▶ **TASK PROMPT**: Find all the lines in the material below with the word "PracticeProblem", and copy them.

------ DATA TO USE ------

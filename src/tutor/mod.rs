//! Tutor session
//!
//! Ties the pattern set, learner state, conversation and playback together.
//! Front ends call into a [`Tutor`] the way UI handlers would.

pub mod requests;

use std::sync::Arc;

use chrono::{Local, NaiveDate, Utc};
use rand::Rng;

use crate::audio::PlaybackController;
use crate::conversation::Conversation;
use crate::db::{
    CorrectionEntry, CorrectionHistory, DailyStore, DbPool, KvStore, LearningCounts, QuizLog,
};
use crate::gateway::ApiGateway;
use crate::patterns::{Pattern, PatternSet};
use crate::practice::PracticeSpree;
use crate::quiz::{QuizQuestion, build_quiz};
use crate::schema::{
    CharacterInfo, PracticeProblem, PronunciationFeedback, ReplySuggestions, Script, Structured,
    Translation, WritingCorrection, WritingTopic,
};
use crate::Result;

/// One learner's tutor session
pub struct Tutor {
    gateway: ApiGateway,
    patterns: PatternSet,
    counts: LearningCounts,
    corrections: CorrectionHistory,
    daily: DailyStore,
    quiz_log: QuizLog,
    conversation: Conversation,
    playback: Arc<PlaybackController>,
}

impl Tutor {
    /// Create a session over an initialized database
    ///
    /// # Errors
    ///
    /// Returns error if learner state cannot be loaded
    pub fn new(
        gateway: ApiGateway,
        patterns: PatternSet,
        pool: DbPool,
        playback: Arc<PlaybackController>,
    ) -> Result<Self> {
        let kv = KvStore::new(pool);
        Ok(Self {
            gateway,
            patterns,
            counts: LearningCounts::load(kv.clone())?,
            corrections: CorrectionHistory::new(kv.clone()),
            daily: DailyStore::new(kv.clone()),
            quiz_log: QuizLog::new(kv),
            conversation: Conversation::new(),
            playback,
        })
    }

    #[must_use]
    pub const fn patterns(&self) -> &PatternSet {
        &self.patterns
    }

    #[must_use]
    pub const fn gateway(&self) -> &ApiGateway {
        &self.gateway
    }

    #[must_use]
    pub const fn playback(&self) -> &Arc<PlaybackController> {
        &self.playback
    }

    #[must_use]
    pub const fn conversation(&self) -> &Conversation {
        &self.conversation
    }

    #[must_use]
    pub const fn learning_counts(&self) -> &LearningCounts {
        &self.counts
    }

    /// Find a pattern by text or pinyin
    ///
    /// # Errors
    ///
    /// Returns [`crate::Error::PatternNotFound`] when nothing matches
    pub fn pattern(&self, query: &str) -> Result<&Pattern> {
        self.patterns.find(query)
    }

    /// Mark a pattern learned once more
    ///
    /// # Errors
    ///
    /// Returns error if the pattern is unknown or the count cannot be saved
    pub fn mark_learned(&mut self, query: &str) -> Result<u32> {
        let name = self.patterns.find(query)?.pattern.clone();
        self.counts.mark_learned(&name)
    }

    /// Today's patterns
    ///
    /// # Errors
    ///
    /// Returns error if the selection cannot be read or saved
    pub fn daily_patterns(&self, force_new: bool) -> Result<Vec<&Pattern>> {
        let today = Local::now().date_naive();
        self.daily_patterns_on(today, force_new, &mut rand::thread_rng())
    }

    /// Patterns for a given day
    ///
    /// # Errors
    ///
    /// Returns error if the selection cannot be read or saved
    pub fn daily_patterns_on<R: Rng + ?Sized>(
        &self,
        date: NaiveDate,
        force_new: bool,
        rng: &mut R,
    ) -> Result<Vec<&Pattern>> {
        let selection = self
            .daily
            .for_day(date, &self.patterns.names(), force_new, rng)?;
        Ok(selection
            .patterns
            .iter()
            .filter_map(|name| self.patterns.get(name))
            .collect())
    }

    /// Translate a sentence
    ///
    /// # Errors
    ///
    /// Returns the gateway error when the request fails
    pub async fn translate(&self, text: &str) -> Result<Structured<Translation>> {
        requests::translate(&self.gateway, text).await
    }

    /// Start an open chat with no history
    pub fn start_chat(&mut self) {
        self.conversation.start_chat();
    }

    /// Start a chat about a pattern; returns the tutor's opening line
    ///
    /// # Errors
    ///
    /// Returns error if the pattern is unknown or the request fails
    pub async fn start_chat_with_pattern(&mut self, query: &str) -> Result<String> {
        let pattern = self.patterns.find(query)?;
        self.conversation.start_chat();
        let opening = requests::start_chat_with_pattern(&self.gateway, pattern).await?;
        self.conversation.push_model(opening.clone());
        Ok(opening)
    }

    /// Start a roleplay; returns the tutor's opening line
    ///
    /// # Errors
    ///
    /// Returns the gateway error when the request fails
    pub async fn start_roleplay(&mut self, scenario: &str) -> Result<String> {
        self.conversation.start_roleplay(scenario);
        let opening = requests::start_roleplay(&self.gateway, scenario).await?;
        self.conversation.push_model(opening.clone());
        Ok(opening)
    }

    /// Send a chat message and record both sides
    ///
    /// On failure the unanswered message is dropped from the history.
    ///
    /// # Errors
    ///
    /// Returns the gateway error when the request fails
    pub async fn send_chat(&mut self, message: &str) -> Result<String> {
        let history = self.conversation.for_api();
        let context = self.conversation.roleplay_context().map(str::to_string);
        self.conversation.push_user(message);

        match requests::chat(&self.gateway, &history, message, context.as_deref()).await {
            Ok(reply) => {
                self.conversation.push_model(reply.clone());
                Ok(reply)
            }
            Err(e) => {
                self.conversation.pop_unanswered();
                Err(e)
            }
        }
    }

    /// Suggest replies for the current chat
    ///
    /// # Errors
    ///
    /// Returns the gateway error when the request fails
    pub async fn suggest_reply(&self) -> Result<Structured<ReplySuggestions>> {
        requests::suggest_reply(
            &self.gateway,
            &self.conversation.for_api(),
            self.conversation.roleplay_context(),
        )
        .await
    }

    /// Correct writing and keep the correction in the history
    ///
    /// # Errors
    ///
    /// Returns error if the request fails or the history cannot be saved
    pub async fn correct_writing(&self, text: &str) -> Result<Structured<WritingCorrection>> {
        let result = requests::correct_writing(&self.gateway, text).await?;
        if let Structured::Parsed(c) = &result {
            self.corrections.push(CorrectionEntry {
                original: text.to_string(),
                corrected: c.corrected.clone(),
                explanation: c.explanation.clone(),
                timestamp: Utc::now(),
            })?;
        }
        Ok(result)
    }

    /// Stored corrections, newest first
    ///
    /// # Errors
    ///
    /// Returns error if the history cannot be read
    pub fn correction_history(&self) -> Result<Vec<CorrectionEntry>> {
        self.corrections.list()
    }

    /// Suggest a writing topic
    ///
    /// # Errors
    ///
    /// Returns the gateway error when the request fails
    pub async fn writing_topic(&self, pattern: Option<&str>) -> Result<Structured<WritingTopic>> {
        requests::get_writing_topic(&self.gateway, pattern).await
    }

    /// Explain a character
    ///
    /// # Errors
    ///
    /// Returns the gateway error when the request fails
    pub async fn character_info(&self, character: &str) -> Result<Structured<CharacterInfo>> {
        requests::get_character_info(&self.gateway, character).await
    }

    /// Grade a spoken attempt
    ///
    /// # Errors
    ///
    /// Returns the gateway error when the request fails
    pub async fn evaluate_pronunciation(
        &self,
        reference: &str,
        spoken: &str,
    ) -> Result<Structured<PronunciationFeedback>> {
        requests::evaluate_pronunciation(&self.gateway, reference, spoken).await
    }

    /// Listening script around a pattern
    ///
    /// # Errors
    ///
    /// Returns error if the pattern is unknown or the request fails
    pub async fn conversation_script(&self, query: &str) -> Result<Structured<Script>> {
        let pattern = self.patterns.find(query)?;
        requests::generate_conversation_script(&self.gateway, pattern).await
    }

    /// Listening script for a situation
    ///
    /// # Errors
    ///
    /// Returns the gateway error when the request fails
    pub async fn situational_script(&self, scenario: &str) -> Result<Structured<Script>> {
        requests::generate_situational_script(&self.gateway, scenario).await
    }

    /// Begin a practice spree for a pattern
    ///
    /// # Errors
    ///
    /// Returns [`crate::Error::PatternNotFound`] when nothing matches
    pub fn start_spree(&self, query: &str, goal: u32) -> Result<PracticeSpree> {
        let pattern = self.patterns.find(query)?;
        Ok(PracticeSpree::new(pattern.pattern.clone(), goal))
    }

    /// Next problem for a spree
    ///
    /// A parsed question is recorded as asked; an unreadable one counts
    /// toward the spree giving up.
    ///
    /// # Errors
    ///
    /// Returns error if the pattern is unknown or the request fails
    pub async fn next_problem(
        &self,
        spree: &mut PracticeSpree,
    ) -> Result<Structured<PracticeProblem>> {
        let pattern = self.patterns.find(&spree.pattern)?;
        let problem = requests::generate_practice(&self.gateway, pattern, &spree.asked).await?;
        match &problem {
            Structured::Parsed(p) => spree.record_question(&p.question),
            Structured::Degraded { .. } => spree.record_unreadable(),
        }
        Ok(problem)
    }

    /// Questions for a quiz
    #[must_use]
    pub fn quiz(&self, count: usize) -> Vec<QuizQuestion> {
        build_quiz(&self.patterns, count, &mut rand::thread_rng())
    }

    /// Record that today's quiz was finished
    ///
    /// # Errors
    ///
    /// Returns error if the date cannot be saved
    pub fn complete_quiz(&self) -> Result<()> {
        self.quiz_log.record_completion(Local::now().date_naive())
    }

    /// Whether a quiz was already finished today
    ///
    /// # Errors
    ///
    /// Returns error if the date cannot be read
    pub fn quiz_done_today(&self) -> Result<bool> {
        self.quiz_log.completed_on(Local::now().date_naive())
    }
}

------

▶ **ANSWER BOX**:
    CharacterInfo, PracticeProblem, PronunciationFeedback, ReplySuggestions, Script, Structured,
    ) -> Result<Structured<PracticeProblem>> {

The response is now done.